The Shiveet Khairkhan is located on Tsengel Som in the middle of Bayan-ulgi Aimag in the Altai region. Various remains have been identified, and it has been found to be an important area of the Eurasian steppe. In this study, the characteristics of textile fibers and dyes excavated from the tombs of the 1st~3rd century Xianbei period in the sites of Shiveet Khairkhan, Mongolia were investigated. As a result of analysis using optical microscopic observation and attenuated total reflectance-Fourier transform infrared spectroscopy (ATR-FTIR) for fiber identification, green and yellow fabrics were identified as silk fabrics. To investigate the properties of the dye, the surface reflectance of the dyed fabric was measured using an fiber optic reflectance spectrophotometer for non-destructive analysis. The green fabric appeared similar to the reflection spectrum of indigo dye. In addition, as a result of component analysis using gas chromatography-mass spectrometry, isatin and indigotine were detected. Isatin and indigotine are characteristic components of indigo dye, and it was found that the green fabric of the tombs of the Xianbei period was dyed using indigo dye. It was difficult to identify the type of dye in the yellow fabric as a result of reflectance spectrum and gas chromatography analysis.
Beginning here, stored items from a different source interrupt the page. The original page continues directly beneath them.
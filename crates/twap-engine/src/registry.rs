//! Order registry: validates, creates, and stores orders.
//!
//! Orders live in a dense arena indexed by their sequential id, so lookup is
//! O(1) and nothing is ever removed. Creation is all-or-nothing: every check
//! runs before the single ledger reservation, and the order is stored only if
//! that reservation succeeds.

use twap_core::config::{EngineConfig, MAX_SLICES, MAX_SLIPPAGE_BPS};
use twap_core::ledger::Ledger;
use twap_core::{AccountId, CreateOrder, Order, OrderId, ParamError, TwapError, TwapResult};

/// Arena of every order ever created.
#[derive(Debug, Default)]
pub struct OrderRegistry {
    orders: Vec<Order>,
}

impl OrderRegistry {
    pub fn new() -> Self {
        Self::default()
    }

    /// Id the next created order will receive.
    #[inline]
    pub fn next_order_id(&self) -> OrderId {
        OrderId(u64::try_from(self.orders.len()).unwrap_or(u64::MAX))
    }

    /// Number of orders ever created.
    pub fn len(&self) -> usize {
        self.orders.len()
    }

    pub fn is_empty(&self) -> bool {
        self.orders.is_empty()
    }

    /// Validate `params`, reserve `total_amount` from the creator's ledger
    /// entry, and store the new order.
    ///
    /// Checks run in a fixed order, each failing with its own
    /// [`ParamError`]; the balance check comes last and fails with
    /// [`TwapError::InsufficientBalance`].
    pub fn create(
        &mut self,
        ledger: &mut Ledger,
        config: &EngineConfig,
        creator: &AccountId,
        params: CreateOrder,
        now: u64,
    ) -> TwapResult<&Order> {
        let slice_size = validate(config, creator, &params)?;
        ledger.reserve(creator, &params.input_asset, params.total_amount)?;

        let id = self.next_order_id();
        self.orders
            .push(Order::new(id, creator.clone(), params, slice_size, now));
        Ok(&self.orders[self.orders.len() - 1])
    }

    pub fn get(&self, id: OrderId) -> TwapResult<&Order> {
        usize::try_from(id.0)
            .ok()
            .and_then(|idx| self.orders.get(idx))
            .ok_or(TwapError::OrderNotFound(id))
    }

    pub(crate) fn get_mut(&mut self, id: OrderId) -> TwapResult<&mut Order> {
        usize::try_from(id.0)
            .ok()
            .and_then(|idx| self.orders.get_mut(idx))
            .ok_or(TwapError::OrderNotFound(id))
    }

    /// All orders in id order.
    pub fn iter(&self) -> impl Iterator<Item = &Order> {
        self.orders.iter()
    }
}

/// Fail with [`TwapError::NotOrderCreator`] unless `caller` created `order`.
pub fn ensure_creator(order: &Order, caller: &AccountId) -> TwapResult<()> {
    if order.creator != *caller {
        return Err(TwapError::NotOrderCreator {
            order: order.id,
            caller: caller.clone(),
        });
    }
    Ok(())
}

/// Run every parameter check and return the slice size.
///
/// The slippage and slice-count limits are the tighter of `config` and the
/// fixed ceilings, so an unvalidated config cannot lift them.
pub fn validate(config: &EngineConfig, creator: &AccountId, p: &CreateOrder) -> TwapResult<u128> {
    let slippage_cap = config.max_slippage_bps.min(MAX_SLIPPAGE_BPS);
    let max_slices = config.max_slices.min(MAX_SLICES);

    if creator.is_null() {
        return Err(ParamError::NullCreator.into());
    }
    if p.input_asset.is_null() || p.output_asset.is_null() {
        return Err(ParamError::NullAsset.into());
    }
    if p.input_asset == p.output_asset {
        return Err(ParamError::SameAsset.into());
    }
    if p.total_amount == 0 {
        return Err(ParamError::ZeroAmount.into());
    }
    if p.duration == 0 {
        return Err(ParamError::ZeroDuration.into());
    }
    if p.interval == 0 {
        return Err(ParamError::ZeroInterval.into());
    }
    if p.interval > p.duration {
        return Err(ParamError::IntervalExceedsDuration.into());
    }
    if p.max_slippage_bps > slippage_cap {
        return Err(ParamError::SlippageTooHigh {
            bps: p.max_slippage_bps,
            cap: slippage_cap,
        }
        .into());
    }
    if !config.is_fee_tier_allowed(p.fee_tier) {
        return Err(ParamError::UnsupportedFeeTier(p.fee_tier).into());
    }

    let slices = p.duration / p.interval;
    if slices == 0 || slices > max_slices {
        return Err(ParamError::SliceCount {
            slices,
            max: max_slices,
        }
        .into());
    }
    let slice_size = p.total_amount / u128::from(slices);
    if slice_size == 0 {
        return Err(ParamError::ZeroSliceSize.into());
    }
    Ok(slice_size)
}
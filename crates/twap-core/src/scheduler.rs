//! Slice scheduling.
//!
//! Pure functions over an [`Order`] snapshot: how many slices, how big the
//! next one is, how much is left, and whether a slice may run at `now`.
//!
//! `total_amount` is partitioned exactly: every slice is `slice_size` except
//! the last, which takes `total_amount - (total_slices - 1) * slice_size`.

use crate::error::{TwapError, TwapResult};
use crate::types::Order;

/// `duration / interval`, floored.
#[inline]
pub fn total_slices(order: &Order) -> u64 {
    order.total_slices()
}

/// Input amount for the next slice.
///
/// The final slice absorbs the floor-division remainder.
pub fn slice_amount(order: &Order) -> u128 {
    let total = total_slices(order);
    if total > 0 && order.slices_executed == total - 1 {
        order
            .total_amount
            .saturating_sub(u128::from(order.slices_executed) * order.slice_size)
    } else {
        order.slice_size
    }
}

/// Input amount not yet converted. Zero once cancelled or fully executed.
pub fn remaining(order: &Order) -> u128 {
    if order.cancelled || order.slices_executed >= total_slices(order) {
        return 0;
    }
    order
        .total_amount
        .saturating_sub(u128::from(order.slices_executed) * order.slice_size)
}

/// Whether a slice may execute at `now`.
pub fn is_eligible(order: &Order, now: u64) -> bool {
    check_eligible(order, now).is_ok()
}

/// Like [`is_eligible`] but names the violated condition.
///
/// Checked in order: cancelled, fully executed, too early, expired.
pub fn check_eligible(order: &Order, now: u64) -> TwapResult<()> {
    if order.cancelled {
        return Err(TwapError::OrderCancelled(order.id));
    }
    if order.slices_executed >= total_slices(order) {
        return Err(TwapError::AllSlicesExecuted(order.id));
    }
    if now < order.next_execution_time {
        return Err(TwapError::TooEarly {
            order: order.id,
            next_execution_time: order.next_execution_time,
            now,
        });
    }
    if now > order.end_time() {
        return Err(TwapError::OrderExpired {
            order: order.id,
            end_time: order.end_time(),
            now,
        });
    }
    Ok(())
}
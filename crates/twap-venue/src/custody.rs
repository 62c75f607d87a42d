//! In-memory custody transfers.
//!
//! Models external wallets (per-`(owner, asset)` balances) and the allowance
//! each owner grants the engine. `pull_from` spends allowance before balance,
//! the way token contracts order their checks, and moves nothing on failure.

use ahash::AHashMap;
use async_trait::async_trait;
use tokio::sync::Mutex;
use tracing::{debug, info};
use twap_core::{AccountId, AssetId};

use crate::{CustodyError, CustodyTransfer};

#[derive(Debug, Default)]
struct Wallets {
    balances: AHashMap<(AccountId, AssetId), u128>,
    allowances: AHashMap<(AccountId, AssetId), u128>,
}

/// Wallet balances and engine allowances held in memory.
#[derive(Debug, Default)]
pub struct InMemoryCustody {
    wallets: Mutex<Wallets>,
}

impl InMemoryCustody {
    pub fn new() -> Self {
        Self::default()
    }

    /// Credit an external wallet out of thin air.
    pub async fn mint(&self, owner: &AccountId, asset: &AssetId, amount: u128) {
        let mut w = self.wallets.lock().await;
        let slot = w.balances.entry((owner.clone(), asset.clone())).or_insert(0);
        *slot = slot.saturating_add(amount);
        debug!("[custody] minted {amount} {asset} to {owner}");
    }

    /// Set the allowance `owner` grants the engine for `asset`.
    pub async fn approve(&self, owner: &AccountId, asset: &AssetId, amount: u128) {
        let mut w = self.wallets.lock().await;
        w.allowances.insert((owner.clone(), asset.clone()), amount);
        debug!("[custody] {owner} approved {amount} {asset}");
    }

    /// External wallet balance.
    pub async fn balance_of(&self, owner: &AccountId, asset: &AssetId) -> u128 {
        let w = self.wallets.lock().await;
        w.balances
            .get(&(owner.clone(), asset.clone()))
            .copied()
            .unwrap_or(0)
    }

    /// Remaining allowance granted to the engine.
    pub async fn allowance(&self, owner: &AccountId, asset: &AssetId) -> u128 {
        let w = self.wallets.lock().await;
        w.allowances
            .get(&(owner.clone(), asset.clone()))
            .copied()
            .unwrap_or(0)
    }
}

#[async_trait]
impl CustodyTransfer for InMemoryCustody {
    async fn pull_from(
        &self,
        owner: &AccountId,
        asset: &AssetId,
        amount: u128,
    ) -> Result<(), CustodyError> {
        let mut w = self.wallets.lock().await;
        let key = (owner.clone(), asset.clone());

        let approved = w.allowances.get(&key).copied().unwrap_or(0);
        if approved < amount {
            return Err(CustodyError::InsufficientAllowance {
                owner: owner.clone(),
                asset: asset.clone(),
                needed: amount,
                approved,
            });
        }
        let available = w.balances.get(&key).copied().unwrap_or(0);
        if available < amount {
            return Err(CustodyError::InsufficientBalance {
                owner: owner.clone(),
                asset: asset.clone(),
                needed: amount,
                available,
            });
        }

        w.allowances.insert(key.clone(), approved - amount);
        w.balances.insert(key, available - amount);
        info!("[custody] pulled {amount} {asset} from {owner}");
        Ok(())
    }

    async fn push_to(
        &self,
        recipient: &AccountId,
        asset: &AssetId,
        amount: u128,
    ) -> Result<(), CustodyError> {
        if recipient.is_null() {
            return Err(CustodyError::Rejected("transfer to the null account".into()));
        }
        let mut w = self.wallets.lock().await;
        let slot = w
            .balances
            .entry((recipient.clone(), asset.clone()))
            .or_insert(0);
        *slot = slot
            .checked_add(amount)
            .ok_or_else(|| CustodyError::Rejected("recipient balance overflow".into()))?;
        info!("[custody] pushed {amount} {asset} to {recipient}");
        Ok(())
    }
}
Indigo plants are a dye used for blue dyeing from thousands of years ago, and many species are distributed around the world. It was confirmed that the fabric was relatively well preserved and indigo dye was used for the green Jikryeongui (garment with a straight collar) in the ancient tomb of the Xianbei period about 1,800 years ago, even though it was buried for a long time. Scientific investigation of textile cultural heritage is an essential process for conservation treatment, restoration, exhibition, and the creation of a conservation environment. It is expected that related research will be activated in the future and will be helpful in interpreting the living culture at the time, preserving textiles, and a conservation environment.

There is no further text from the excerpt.